AI and ML Tools That Now Belong on Most Tech Resumes

AI tooling is now a first-class category. List it separately so it isn't buried under frameworks or generic 'tools'.

  • Agentic coding: Claude Code, GitHub Copilot, Cursor, Devin, Replit Agent
  • LLM frameworks: LangChain, LlamaIndex, OpenAI Assistants API, Anthropic SDK
  • ML platforms: Hugging Face, Weights & Biases, Vertex AI, SageMaker, MLflow
  • Vector databases: Pinecone, Weaviate, pgvector, Chroma

DevOps, Cloud, and Infrastructure Skills

Cloud is required at mid-level and above in 2026. The specific provider matters less than showing production-grade experience.

  • Cloud: AWS, GCP, or Azure (list services you've used: EC2, Lambda, S3, Cloud Run, etc.)
  • Containers: Docker, Kubernetes (K8s), Helm
  • CI/CD: GitHub Actions, CircleCI, ArgoCD
  • IaC: Terraform, Pulumi, AWS CDK
  • Observability: Datadog, Grafana, OpenTelemetry

What to Remove: The 'Everyone Has This' Problem

Some skills have become baseline assumptions — listing them wastes space and makes you look out of touch.

  • Git (assumed for any developer role)
  • Slack, Jira, Confluence (team tools, not technical skills)
  • HTML/CSS alone without a framework (assumed for frontend)
  • Microsoft Office / Google Workspace
  • 'Agile' or 'Scrum' as a skill (list them in experience context instead)

Organizing Your Skills Section So ATS and Humans Both Win

Skills section — flat list vs organized categories

Before

Skills: Python, React, AWS, Docker, Git, SQL, Jira, Slack, HTML, CSS, JavaScript, Agile, LangChain, Copilot, TypeScript

After

Languages: Python, TypeScript, SQL Frameworks: React, Next.js, FastAPI, LangChain AI Dev Tools: GitHub Copilot, Claude Code, Cursor Cloud & DevOps: AWS (Lambda, S3, ECS), Docker, GitHub Actions

Category labels are plain text headings — ATS reads them as context, and humans scan them in under two seconds.

FAQ

How many skills should I list?

12–20 grouped skills is the sweet spot. Under 10 looks thin for experienced engineers; over 30 looks padded and hurts readability.
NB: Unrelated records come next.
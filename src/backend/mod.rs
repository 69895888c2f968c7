//! The backend turns optimized MIR into GNU assembler source for x86-64.
//!
//! Nothing here allocates registers. Every MIR value owns a stack slot
//! holding a tagged runtime value, and every operation on values is an
//! indirect call into the runtime library, so code generation boils down to:
//! 1. Naming everything that ends up in the object file ([`context`]).
//! 2. Selecting instructions per subroutine into an [`unit::AssemblyUnit`]
//!    ([`isel`]), optionally with [`debug`] tables alongside.
//! 3. Printing the unit as AT&T syntax ([`printer`]).

pub mod assemblers;
pub mod context;
pub mod debug;
pub mod isel;
pub mod printer;
pub mod runtime;
pub mod targets;
pub mod unit;

#[derive(Debug, Clone, Copy, Default, PartialEq, Eq)]
pub struct CodegenOptions {
    /// Emits the line and variable tables and a source comment per statement
    pub debug_info: bool,
}
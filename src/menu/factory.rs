use crate::model::{Beverage, BeverageKind};
use tracing::debug;

/// Maps a menu keyword to a freshly made base beverage.
#[derive(Debug, Clone)]
pub struct BeverageFactory {
    kinds: Vec<BeverageKind>,
}

impl BeverageFactory {
    /// A factory serving only the given kinds, listed in the given order.
    pub fn new(kinds: Vec<BeverageKind>) -> Self {
        Self { kinds }
    }

    /// Keywords accepted by [`BeverageFactory::create`], in menu order.
    pub fn keywords(&self) -> Vec<&'static str> {
        self.kinds.iter().map(BeverageKind::keyword).collect()
    }

    /// Creates a base beverage (no toppings) for `keyword`, ignoring case.
    ///
    /// Returns `None` when no kind on this menu answers to the keyword.
    pub fn create(&self, keyword: &str) -> Option<Beverage> {
        let kind = keyword.parse::<BeverageKind>().ok()?;
        if !self.kinds.contains(&kind) {
            debug!(keyword, "Kind not served by this factory");
            return None;
        }
        Some(Beverage::new(kind))
    }
}

impl Default for BeverageFactory {
    fn default() -> Self {
        Self::new(BeverageKind::values())
    }
}
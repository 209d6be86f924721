//! Error types for the menu layer.

use thiserror::Error;

/// Unrecognized customer input.
///
/// None of these are fatal: the controller reports them and re-prompts.
#[derive(Debug, Clone, Error, PartialEq, Eq)]
pub enum ParseError {
    /// The keyword does not name a beverage on the menu.
    #[error("Unknown beverage: {0}")]
    UnknownBeverage(String),

    /// The token does not name a known topping.
    #[error("Invalid topping: {0}")]
    UnknownTopping(String),

    /// The main-menu input is not one of the listed actions.
    #[error("Invalid choice: {0}")]
    InvalidChoice(String),
}

/// Errors that end a menu session.
#[derive(Debug, Error)]
pub enum MenuError {
    /// Reading the customer's input or writing the transcript failed.
    #[error("console I/O failed: {0}")]
    Io(#[from] std::io::Error),
}
//! # Coffee Order
//!
//! > **A console menu for ordering coffee with toppings.**
//!
//! The customer picks a drink, types a comma-separated list of toppings, and
//! the shop confirms the order and announces the brew.
//!
//! ## 🗺️ Module Tour
//!
//! ### 1. The Data ([`model`])
//! - **Role**: Plain values. A [`Beverage`](model::Beverage) always carries its
//!   (possibly empty) topping list; there is no separate "with toppings" type.
//! - **Key items**: [`Topping`](model::Topping), [`BeverageKind`](model::BeverageKind),
//!   [`Order`](model::Order).
//!
//! ### 2. The Counter ([`service`])
//! - **Role**: Side effects of an order. The [`OrderService`](service::OrderService)
//!   facade owns an [`OrderRegistry`](service::OrderRegistry) and a
//!   [`BrewStation`](service::BrewStation) and runs them in that order.
//!   The registry is built once per session and injected, not a global.
//!
//! ### 3. The Menu ([`menu`])
//! - **Role**: Parses customer input and drives the
//!   main menu / coffee menu / exit state machine.
//! - **Key items**: [`MenuController`](menu::MenuController),
//!   [`BeverageFactory`](menu::BeverageFactory), [`parse_toppings`](menu::parse_toppings).
//!
//! ### 4. The Process ([`lifecycle`])
//! - **Role**: Command-line configuration and tracing setup.
//!
//! ## 🚀 Quick Start
//!
//! ```bash
//! cargo run -- --customer Alice
//!
//! # With logs on stderr
//! RUST_LOG=info cargo run
//! ```
//!
//! ```text
//! Choose a coffee type (espresso/latte) or type 'exit' to go back to the main menu:
//! espresso
//! Enter toppings separated by commas (e.g., whipped cream, caramel):
//! caramel
//! Alice ordered a Espresso with Caramel
//! Brewing Espresso with Caramel for Alice
//! Adding toppings: Caramel
//! ```

pub mod lifecycle;
pub mod menu;
pub mod model;
pub mod service;
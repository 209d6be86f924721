//! Pure data structures for the coffee shop: toppings, beverages and orders.

pub mod beverage;
pub mod order;
pub mod topping;

pub use beverage::*;
pub use order::*;
pub use topping::*;
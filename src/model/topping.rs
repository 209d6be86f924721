use crate::menu::ParseError;
use std::fmt::Display;
use std::str::FromStr;

/// A named add-on applied to a beverage.
#[derive(Debug, Clone, Copy, PartialEq, Eq, Hash)]
pub enum Topping {
    WhippedCream,
    Caramel,
}

impl Topping {
    /// Returns all the toppings the shop offers.
    pub fn values() -> Vec<Topping> {
        vec![Topping::WhippedCream, Topping::Caramel]
    }

    /// Display name used in descriptions and brew messages.
    pub fn name(&self) -> &'static str {
        match self {
            Topping::WhippedCream => "Whipped Cream",
            Topping::Caramel => "Caramel",
        }
    }
}

impl Display for Topping {
    fn fmt(&self, f: &mut std::fmt::Formatter<'_>) -> std::fmt::Result {
        f.write_str(self.name())
    }
}

/// Parses a single topping token. Matching ignores case and surrounding whitespace.
impl FromStr for Topping {
    type Err = ParseError;

    fn from_str(s: &str) -> Result<Self, Self::Err> {
        let token = s.trim().to_lowercase();
        match token.as_str() {
            "whipped cream" => Ok(Topping::WhippedCream),
            "caramel" => Ok(Topping::Caramel),
            _ => Err(ParseError::UnknownTopping(token)),
        }
    }
}

#[cfg(test)]
mod tests {
    use super::*;

    #[test]
    fn test_parse_ignores_case_and_whitespace() {
        assert_eq!("  Whipped CREAM ".parse::<Topping>(), Ok(Topping::WhippedCream));
        assert_eq!("caramel".parse::<Topping>(), Ok(Topping::Caramel));
    }

    #[test]
    fn test_unknown_topping_reports_normalized_token() {
        assert_eq!(
            " Sprinkles".parse::<Topping>(),
            Err(ParseError::UnknownTopping("sprinkles".to_string()))
        );
    }
}
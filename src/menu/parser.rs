//! Parsing of free-text customer input.

use crate::menu::ParseError;
use crate::model::Topping;
use tracing::warn;

/// Result of parsing a comma-separated toppings line.
#[derive(Debug, Clone, Default, PartialEq, Eq)]
pub struct ParsedToppings {
    /// Recognized toppings, in input order.
    pub toppings: Vec<Topping>,
    /// One entry per dropped token.
    pub rejected: Vec<ParseError>,
}

/// Splits `text` on commas and keeps the tokens that name a topping.
///
/// Blank tokens are skipped silently, so an empty line yields no toppings and
/// no warnings.
pub fn parse_toppings(text: &str) -> ParsedToppings {
    let mut parsed = ParsedToppings::default();
    for token in text.split(',').map(str::trim).filter(|t| !t.is_empty()) {
        match token.parse::<Topping>() {
            Ok(topping) => parsed.toppings.push(topping),
            Err(e) => {
                warn!(token, "Dropping unrecognized topping");
                parsed.rejected.push(e);
            }
        }
    }
    parsed
}

/// An action offered by the main menu.
#[derive(Debug, Clone, Copy, PartialEq, Eq)]
pub enum MainChoice {
    Order,
    Exit,
}

/// Parses the main-menu input. Anything other than `1` or `2`, including
/// non-numeric text, is an [`ParseError::InvalidChoice`].
pub fn parse_choice(line: &str) -> Result<MainChoice, ParseError> {
    let input = line.trim();
    match input.parse::<u32>() {
        Ok(1) => Ok(MainChoice::Order),
        Ok(2) => Ok(MainChoice::Exit),
        _ => Err(ParseError::InvalidChoice(input.to_string())),
    }
}
use crate::model::{Beverage, Topping};

/// One customer's beverage selection for a single transaction.
///
/// The order's toppings are the ones attached to its beverage.
#[derive(Debug, Clone, PartialEq, Eq)]
pub struct Order {
    customer_name: String,
    beverage: Beverage,
}

impl Order {
    /// Creates a new Order.
    ///
    /// # Arguments
    /// * `customer_name` - Name printed on the confirmation
    /// * `beverage` - The drink, with its toppings already attached
    pub fn new(customer_name: impl Into<String>, beverage: Beverage) -> Self {
        Self {
            customer_name: customer_name.into(),
            beverage,
        }
    }

    pub fn customer_name(&self) -> &str {
        &self.customer_name
    }

    pub fn beverage(&self) -> &Beverage {
        &self.beverage
    }

    pub fn toppings(&self) -> &[Topping] {
        self.beverage.toppings()
    }
}
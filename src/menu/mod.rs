//! Interactive menu: input parsing, the beverage factory and the controller
//! state machine that ties them to the [`OrderService`](crate::service::OrderService).

pub mod controller;
pub mod error;
pub mod factory;
pub mod parser;

pub use controller::*;
pub use error::*;
pub use factory::*;
pub use parser::*;
//! Process lifecycle: configuration from the command line and tracing setup.
//!
//! The binary calls [`ShopConfig::from_args`] first, then [`setup_tracing`]
//! with the configured filter, then hands stdin/stdout to the
//! [`MenuController`](crate::menu::MenuController).

pub mod config;
pub mod tracing;

pub use self::config::*;
pub use self::tracing::*;
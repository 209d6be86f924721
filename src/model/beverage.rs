use crate::menu::ParseError;
use crate::model::Topping;
use std::fmt::Display;
use std::str::FromStr;

/// The drink kinds on the menu.
#[derive(Debug, Clone, Copy, PartialEq, Eq, Hash)]
pub enum BeverageKind {
    Espresso,
    Latte,
}

impl BeverageKind {
    /// Returns all the kinds the shop can brew, in menu order.
    pub fn values() -> Vec<BeverageKind> {
        vec![BeverageKind::Espresso, BeverageKind::Latte]
    }

    /// Display name of the kind.
    pub fn name(&self) -> &'static str {
        match self {
            BeverageKind::Espresso => "Espresso",
            BeverageKind::Latte => "Latte",
        }
    }

    /// Lower-case keyword the customer types to select this kind.
    pub fn keyword(&self) -> &'static str {
        match self {
            BeverageKind::Espresso => "espresso",
            BeverageKind::Latte => "latte",
        }
    }
}

impl Display for BeverageKind {
    fn fmt(&self, f: &mut std::fmt::Formatter<'_>) -> std::fmt::Result {
        f.write_str(self.name())
    }
}

impl FromStr for BeverageKind {
    type Err = ParseError;

    fn from_str(s: &str) -> Result<Self, Self::Err> {
        let keyword = s.trim().to_lowercase();
        BeverageKind::values()
            .into_iter()
            .find(|kind| kind.keyword() == keyword)
            .ok_or(ParseError::UnknownBeverage(keyword))
    }
}

/// Represents a drink being ordered.
///
/// A `Beverage` always carries its topping sequence, which is empty for a
/// freshly created base drink. Toppings are attached once through
/// [`Beverage::with_toppings`] and are read-only afterwards.
#[derive(Debug, Clone, PartialEq, Eq)]
pub struct Beverage {
    kind: BeverageKind,
    toppings: Vec<Topping>,
}

impl Beverage {
    /// Creates a base beverage with no toppings.
    pub fn new(kind: BeverageKind) -> Self {
        Self {
            kind,
            toppings: Vec::new(),
        }
    }

    /// Consumes the base beverage and returns it with `toppings` attached.
    pub fn with_toppings(self, toppings: Vec<Topping>) -> Self {
        Self { toppings, ..self }
    }

    pub fn kind(&self) -> BeverageKind {
        self.kind
    }

    pub fn toppings(&self) -> &[Topping] {
        &self.toppings
    }

    /// Human-readable description, e.g. `Espresso with Whipped Cream with Caramel`.
    pub fn describe(&self) -> String {
        let mut description = self.kind.name().to_string();
        for topping in &self.toppings {
            description.push_str(" with ");
            description.push_str(topping.name());
        }
        description
    }
}

impl Display for Beverage {
    fn fmt(&self, f: &mut std::fmt::Formatter<'_>) -> std::fmt::Result {
        f.write_str(&self.describe())
    }
}
use coffee_order::menu::{BeverageFactory, MenuController, MenuError, SessionEnd, SessionSummary};
use coffee_order::model::BeverageKind;
use std::io::{self, BufRead, Read, Write};

/// Runs a full menu session over `input` and returns the summary and transcript.
fn run_session(input: &str, customer: &str) -> (SessionSummary, String) {
    let mut out = Vec::new();
    let summary = MenuController::new(input.as_bytes(), &mut out, customer)
        .run()
        .expect("session over in-memory I/O should not fail");
    (summary, String::from_utf8(out).expect("transcript is UTF-8"))
}

/// Byte offset of `needle` in `haystack`, failing the test if absent.
fn position(haystack: &str, needle: &str) -> usize {
    haystack
        .find(needle)
        .unwrap_or_else(|| panic!("expected {:?} in transcript:\n{}", needle, haystack))
}

/// Full end-to-end order: espresso with caramel, then back out and exit.
#[test]
fn test_espresso_with_caramel_end_to_end() {
    let (summary, out) = run_session("1\nespresso\ncaramel\nexit\n2\n", "Customer");

    assert_eq!(
        summary,
        SessionSummary {
            orders_placed: 1,
            ended_by: SessionEnd::Exit
        }
    );

    // Confirmation, brew and toppings lines appear in that order
    let ordered = position(&out, "Customer ordered a Espresso with Caramel");
    let brewing = position(&out, "Brewing Espresso with Caramel for Customer");
    let adding = position(&out, "Adding toppings: Caramel");
    assert!(ordered < brewing && brewing < adding);

    assert!(out.ends_with("Exiting Coffee Shop. Thank you!\n"));
}

/// An unknown drink is rejected, nothing is recorded or brewed, and the coffee menu asks again.
#[test]
fn test_unknown_beverage_keeps_coffee_menu_open() {
    let (summary, out) = run_session("1\nmocha\nexit\n2\n", "Customer");

    assert_eq!(summary.orders_placed, 0);
    assert!(out.contains("Invalid coffee type. Try again."));
    assert!(!out.contains("ordered a"));
    assert!(!out.contains("Brewing"));

    // The coffee prompt is shown again after the rejection
    let rejected = position(&out, "Invalid coffee type. Try again.");
    assert!(out[rejected..].contains("Choose a coffee type (espresso/latte)"));
}

/// Text, out-of-range numbers and blank lines at the main menu all re-prompt.
#[test]
fn test_non_numeric_main_menu_input_reprompts() {
    let (summary, out) = run_session("abc\n7\n\n2\n", "Customer");

    assert_eq!(summary.ended_by, SessionEnd::Exit);
    assert_eq!(out.matches("Invalid choice. Try again.").count(), 3);
    assert_eq!(out.matches("Choose an action:").count(), 4);
}

/// Unknown toppings are reported and dropped; the known ones still go on the order.
#[test]
fn test_invalid_toppings_warn_and_order_still_placed() {
    let (summary, out) = run_session("1\nLATTE\nfoo, Whipped Cream , bar\nexit\n2\n", "Customer");

    assert_eq!(summary.orders_placed, 1);
    assert!(out.contains("Invalid topping: foo\n"));
    assert!(out.contains("Invalid topping: bar\n"));
    assert!(out.contains("Customer ordered a Latte with Whipped Cream\n"));
    assert!(out.contains("Adding toppings: Whipped Cream\n"));

    // Warnings are printed before the order is confirmed
    assert!(position(&out, "Invalid topping: bar") < position(&out, "ordered a"));
}

/// A blank toppings line places a plain order with no "Adding toppings" line.
#[test]
fn test_order_without_toppings_has_no_toppings_line() {
    let (_, out) = run_session("1\nlatte\n\nexit\n2\n", "Customer");

    assert!(out.contains("Customer ordered a Latte\n"));
    assert!(out.contains("Brewing Latte for Customer\n"));
    assert!(!out.contains("Adding toppings"));
    assert!(!out.contains("Invalid topping"));
}

/// The coffee menu keeps taking orders until the customer types `exit`.
#[test]
fn test_several_orders_in_one_visit() {
    let input = "1\nespresso\nwhipped cream, caramel\nlatte\ncaramel\nEXIT\n2\n";
    let (summary, out) = run_session(input, "Grace");

    assert_eq!(summary.orders_placed, 2);
    assert!(out.contains("Grace ordered a Espresso with Whipped Cream with Caramel\n"));
    assert!(out.contains("Adding toppings: Whipped Cream Caramel\n"));
    assert!(out.contains("Grace ordered a Latte with Caramel\n"));
}

/// Closed input ends the session cleanly, keeping the orders already placed.
#[test]
fn test_end_of_input_ends_session_without_farewell() {
    let (summary, out) = run_session("1\nespresso\ncaramel\n", "Customer");

    assert_eq!(
        summary,
        SessionSummary {
            orders_placed: 1,
            ended_by: SessionEnd::EndOfInput
        }
    );
    assert!(!out.contains("Exiting Coffee Shop"));
}

/// A factory serving only lattes rejects espresso and lists only `latte` in the prompt.
#[test]
fn test_restricted_menu_rejects_missing_kind() {
    let mut out = Vec::new();
    let input = "1\nespresso\nlatte\n\nexit\n2\n";
    let summary = MenuController::new(input.as_bytes(), &mut out, "Customer")
        .with_factory(BeverageFactory::new(vec![BeverageKind::Latte]))
        .run()
        .unwrap();
    let out = String::from_utf8(out).unwrap();

    assert_eq!(summary.orders_placed, 1);
    assert!(out.contains("Choose a coffee type (latte)"));
    assert!(out.contains("Invalid coffee type. Try again."));
    assert!(out.contains("Customer ordered a Latte\n"));
}

/// Writer whose every write fails, like stdout after the terminal goes away.
struct ClosedOutput;

impl Write for ClosedOutput {
    fn write(&mut self, _buf: &[u8]) -> io::Result<usize> {
        Err(io::Error::new(io::ErrorKind::BrokenPipe, "output closed"))
    }

    fn flush(&mut self) -> io::Result<()> {
        Ok(())
    }
}

/// Reader whose every read fails.
struct FailingInput;

impl Read for FailingInput {
    fn read(&mut self, _buf: &mut [u8]) -> io::Result<usize> {
        Err(io::Error::new(io::ErrorKind::Other, "input device failed"))
    }
}

impl BufRead for FailingInput {
    fn fill_buf(&mut self) -> io::Result<&[u8]> {
        Err(io::Error::new(io::ErrorKind::Other, "input device failed"))
    }

    fn consume(&mut self, _amt: usize) {}
}

/// A failing writer ends the session with an I/O error instead of looping.
#[test]
fn test_output_failure_ends_session_with_io_error() {
    let result = MenuController::new("1\n".as_bytes(), ClosedOutput, "Customer").run();

    match result {
        Err(MenuError::Io(e)) => assert_eq!(e.kind(), io::ErrorKind::BrokenPipe),
        other => panic!("expected MenuError::Io, got {:?}", other),
    }
}

/// A failing reader surfaces as an I/O error and writes only the first prompt.
#[test]
fn test_input_failure_ends_session_with_io_error() {
    let mut out = Vec::new();
    let result = MenuController::new(FailingInput, &mut out, "Customer").run();

    assert!(matches!(result, Err(MenuError::Io(_))));
    let out = String::from_utf8(out).unwrap();
    assert!(out.ends_with("Choose an action:\n"));
    assert!(!out.contains("Invalid choice"));
}

/// Surrounding whitespace on the coffee keyword is ignored.
#[test]
fn test_padded_keyword_still_orders() {
    let (summary, out) = run_session("1\n  Espresso \ncaramel\nexit\n2\n", "Customer");

    assert_eq!(summary.orders_placed, 1);
    assert!(out.contains("Customer ordered a Espresso with Caramel\n"));
    assert!(!out.contains("Invalid coffee type"));
}
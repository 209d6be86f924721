use crate::model::Beverage;
use std::io::{self, Write};
use tracing::info;

/// Records that a customer ordered a beverage.
///
/// One registry is built per session and handed to the
/// [`OrderService`](crate::service::OrderService).
#[derive(Debug, Default)]
pub struct OrderRegistry;

impl OrderRegistry {
    pub fn new() -> Self {
        Self
    }

    /// Emits `<customer> ordered a <description>`.
    pub fn record<W: Write>(
        &self,
        out: &mut W,
        customer_name: &str,
        beverage: &Beverage,
    ) -> io::Result<()> {
        let description = beverage.describe();
        info!(customer = customer_name, beverage = %description, "Order recorded");
        writeln!(out, "{} ordered a {}", customer_name, description)
    }
}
Should I include soft skills in the skills section?

No, for tech roles. Soft skills belong in your summary or experience bullets as proof. A skills section crammed with 'communication' wastes space and adds no signal.

How do I know which skills to prioritize?

Pull the top 10 recurring skills from 5–10 job descriptions for your target role. That frequency map tells you what the market currently values.